Prompt: From the line containing "filename crates/brandforge-core/src/dashboard/repository.rs" down to the final line of the entries below, restate each line word for word and add nothing.
Start of Block
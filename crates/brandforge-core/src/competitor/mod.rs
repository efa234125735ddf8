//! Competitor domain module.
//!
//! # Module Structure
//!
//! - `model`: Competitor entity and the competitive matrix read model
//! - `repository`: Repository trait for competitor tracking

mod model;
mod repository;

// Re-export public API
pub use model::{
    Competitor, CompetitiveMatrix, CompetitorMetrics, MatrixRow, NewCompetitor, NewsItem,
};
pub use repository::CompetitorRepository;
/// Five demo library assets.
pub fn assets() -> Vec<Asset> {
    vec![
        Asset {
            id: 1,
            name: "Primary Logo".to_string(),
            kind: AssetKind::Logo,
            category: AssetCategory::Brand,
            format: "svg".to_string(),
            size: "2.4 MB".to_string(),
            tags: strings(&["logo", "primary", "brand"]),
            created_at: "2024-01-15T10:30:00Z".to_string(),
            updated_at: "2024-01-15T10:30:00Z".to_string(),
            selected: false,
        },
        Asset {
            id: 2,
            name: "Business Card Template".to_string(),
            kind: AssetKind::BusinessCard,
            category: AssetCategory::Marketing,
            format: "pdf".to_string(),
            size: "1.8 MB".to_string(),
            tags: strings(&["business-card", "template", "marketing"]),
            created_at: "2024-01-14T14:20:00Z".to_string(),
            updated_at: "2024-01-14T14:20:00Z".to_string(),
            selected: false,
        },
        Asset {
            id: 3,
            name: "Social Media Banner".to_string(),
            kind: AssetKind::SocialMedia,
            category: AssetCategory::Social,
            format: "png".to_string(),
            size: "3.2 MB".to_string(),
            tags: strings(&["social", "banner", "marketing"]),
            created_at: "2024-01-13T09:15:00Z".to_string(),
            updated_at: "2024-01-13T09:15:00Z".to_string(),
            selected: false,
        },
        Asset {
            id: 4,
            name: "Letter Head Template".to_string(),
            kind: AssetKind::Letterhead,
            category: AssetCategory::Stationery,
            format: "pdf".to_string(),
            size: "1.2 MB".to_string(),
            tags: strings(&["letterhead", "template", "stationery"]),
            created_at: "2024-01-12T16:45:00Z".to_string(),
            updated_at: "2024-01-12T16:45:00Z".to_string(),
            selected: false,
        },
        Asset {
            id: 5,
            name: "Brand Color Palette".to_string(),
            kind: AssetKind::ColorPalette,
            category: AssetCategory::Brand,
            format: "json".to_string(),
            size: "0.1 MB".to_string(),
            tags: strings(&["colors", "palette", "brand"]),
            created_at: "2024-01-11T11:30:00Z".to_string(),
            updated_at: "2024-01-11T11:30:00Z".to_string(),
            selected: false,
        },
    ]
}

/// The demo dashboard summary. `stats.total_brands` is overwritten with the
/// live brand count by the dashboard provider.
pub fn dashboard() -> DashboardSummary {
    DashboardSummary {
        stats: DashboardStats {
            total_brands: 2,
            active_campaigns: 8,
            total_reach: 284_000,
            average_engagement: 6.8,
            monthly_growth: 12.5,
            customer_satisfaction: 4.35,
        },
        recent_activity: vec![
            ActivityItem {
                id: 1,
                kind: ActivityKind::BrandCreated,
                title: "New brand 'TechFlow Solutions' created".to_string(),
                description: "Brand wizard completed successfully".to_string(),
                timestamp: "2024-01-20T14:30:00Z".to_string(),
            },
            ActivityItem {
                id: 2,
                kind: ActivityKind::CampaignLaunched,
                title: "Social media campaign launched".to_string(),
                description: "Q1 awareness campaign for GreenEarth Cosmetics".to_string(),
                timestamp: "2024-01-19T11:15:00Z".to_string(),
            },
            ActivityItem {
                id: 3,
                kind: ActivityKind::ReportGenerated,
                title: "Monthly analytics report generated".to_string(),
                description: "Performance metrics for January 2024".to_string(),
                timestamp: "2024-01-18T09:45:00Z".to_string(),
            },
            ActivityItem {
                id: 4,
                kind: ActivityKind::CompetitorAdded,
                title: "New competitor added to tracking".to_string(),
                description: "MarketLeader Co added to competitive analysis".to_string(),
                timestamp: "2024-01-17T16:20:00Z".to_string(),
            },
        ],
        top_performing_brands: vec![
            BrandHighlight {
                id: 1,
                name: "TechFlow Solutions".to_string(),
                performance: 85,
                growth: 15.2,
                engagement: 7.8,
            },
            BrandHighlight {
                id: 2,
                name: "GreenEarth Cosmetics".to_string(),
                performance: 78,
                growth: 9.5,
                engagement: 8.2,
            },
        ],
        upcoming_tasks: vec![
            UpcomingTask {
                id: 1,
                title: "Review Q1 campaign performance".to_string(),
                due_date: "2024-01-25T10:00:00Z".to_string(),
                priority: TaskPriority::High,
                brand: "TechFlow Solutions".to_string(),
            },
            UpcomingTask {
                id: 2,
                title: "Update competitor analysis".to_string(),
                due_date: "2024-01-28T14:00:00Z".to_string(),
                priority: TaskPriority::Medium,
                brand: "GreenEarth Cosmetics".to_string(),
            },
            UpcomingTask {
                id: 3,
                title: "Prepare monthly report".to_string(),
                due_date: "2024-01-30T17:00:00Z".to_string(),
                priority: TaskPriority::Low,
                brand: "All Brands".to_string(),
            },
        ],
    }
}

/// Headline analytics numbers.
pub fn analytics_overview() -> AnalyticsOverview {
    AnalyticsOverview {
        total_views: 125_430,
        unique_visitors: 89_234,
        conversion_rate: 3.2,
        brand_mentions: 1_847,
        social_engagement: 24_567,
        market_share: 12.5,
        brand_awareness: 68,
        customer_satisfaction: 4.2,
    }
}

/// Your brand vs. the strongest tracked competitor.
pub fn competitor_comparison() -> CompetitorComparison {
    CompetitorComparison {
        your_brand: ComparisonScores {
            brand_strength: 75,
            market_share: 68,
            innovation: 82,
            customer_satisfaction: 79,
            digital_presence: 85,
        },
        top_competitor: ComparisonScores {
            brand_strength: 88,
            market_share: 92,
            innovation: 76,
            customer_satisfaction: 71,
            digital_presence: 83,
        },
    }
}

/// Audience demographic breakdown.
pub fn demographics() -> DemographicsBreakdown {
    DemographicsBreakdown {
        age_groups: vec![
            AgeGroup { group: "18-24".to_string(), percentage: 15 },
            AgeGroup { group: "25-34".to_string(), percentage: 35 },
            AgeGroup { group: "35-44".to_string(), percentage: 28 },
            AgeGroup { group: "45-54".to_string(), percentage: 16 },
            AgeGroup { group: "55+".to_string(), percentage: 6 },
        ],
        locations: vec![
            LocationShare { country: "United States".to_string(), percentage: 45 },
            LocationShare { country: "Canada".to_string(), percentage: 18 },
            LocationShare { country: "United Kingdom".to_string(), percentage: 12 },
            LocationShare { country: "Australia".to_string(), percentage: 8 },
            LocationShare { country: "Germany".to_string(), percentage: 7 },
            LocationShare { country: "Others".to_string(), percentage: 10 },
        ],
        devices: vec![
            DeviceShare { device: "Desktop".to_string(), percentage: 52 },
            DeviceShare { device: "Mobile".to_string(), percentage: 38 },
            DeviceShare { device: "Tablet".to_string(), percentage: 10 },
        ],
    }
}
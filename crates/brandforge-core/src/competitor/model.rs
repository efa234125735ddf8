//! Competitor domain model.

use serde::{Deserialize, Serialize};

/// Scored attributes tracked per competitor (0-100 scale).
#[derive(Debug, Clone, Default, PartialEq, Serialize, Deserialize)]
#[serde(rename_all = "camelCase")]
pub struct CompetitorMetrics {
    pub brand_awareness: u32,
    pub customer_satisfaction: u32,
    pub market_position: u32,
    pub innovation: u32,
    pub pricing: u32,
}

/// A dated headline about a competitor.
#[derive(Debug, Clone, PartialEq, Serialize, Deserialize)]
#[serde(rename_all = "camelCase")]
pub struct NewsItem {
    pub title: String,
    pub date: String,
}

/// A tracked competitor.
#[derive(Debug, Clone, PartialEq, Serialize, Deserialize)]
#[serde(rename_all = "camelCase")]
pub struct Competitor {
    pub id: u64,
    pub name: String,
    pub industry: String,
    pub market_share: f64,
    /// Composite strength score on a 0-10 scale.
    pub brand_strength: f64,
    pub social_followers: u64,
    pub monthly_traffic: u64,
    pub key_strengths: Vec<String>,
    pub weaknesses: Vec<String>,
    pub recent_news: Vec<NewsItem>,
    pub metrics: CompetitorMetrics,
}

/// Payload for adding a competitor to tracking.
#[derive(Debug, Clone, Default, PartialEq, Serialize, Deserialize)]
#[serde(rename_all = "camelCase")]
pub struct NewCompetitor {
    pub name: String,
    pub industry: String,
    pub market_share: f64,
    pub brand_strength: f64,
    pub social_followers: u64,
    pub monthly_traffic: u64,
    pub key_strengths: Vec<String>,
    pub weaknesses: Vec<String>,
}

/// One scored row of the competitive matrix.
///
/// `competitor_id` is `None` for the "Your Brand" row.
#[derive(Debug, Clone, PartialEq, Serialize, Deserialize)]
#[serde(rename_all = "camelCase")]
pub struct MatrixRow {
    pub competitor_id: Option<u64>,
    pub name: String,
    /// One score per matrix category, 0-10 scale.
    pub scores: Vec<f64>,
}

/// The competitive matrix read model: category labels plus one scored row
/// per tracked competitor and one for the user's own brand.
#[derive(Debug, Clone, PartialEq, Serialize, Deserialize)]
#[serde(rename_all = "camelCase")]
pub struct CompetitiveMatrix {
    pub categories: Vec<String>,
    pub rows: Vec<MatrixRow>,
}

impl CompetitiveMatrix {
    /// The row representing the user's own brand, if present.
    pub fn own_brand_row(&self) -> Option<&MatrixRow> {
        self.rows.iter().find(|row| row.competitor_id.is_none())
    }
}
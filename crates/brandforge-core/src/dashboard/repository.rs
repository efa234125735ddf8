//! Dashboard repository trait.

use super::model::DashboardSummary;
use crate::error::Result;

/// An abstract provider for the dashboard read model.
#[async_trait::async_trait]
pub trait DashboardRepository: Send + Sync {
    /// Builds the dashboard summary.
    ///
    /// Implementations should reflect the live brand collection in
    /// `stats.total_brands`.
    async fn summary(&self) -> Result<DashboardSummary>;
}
End of Block
Response:
filename crates/brandforge-core/src/dashboard/repository.rs
repository efa234125735ddf8
//! Dashboard repository trait.

use super::model::DashboardSummary;
use crate::error::Result;

/// An abstract provider for the dashboard read model.
#[async_trait::async_trait]
pub trait DashboardRepository: Send + Sync {
    /// Builds the dashboard summary.
    ///
    /// Implementations should reflect the live brand collection in
    /// `stats.total_brands`.
    async fn summary(&self) -> Result<DashboardSummary>;
}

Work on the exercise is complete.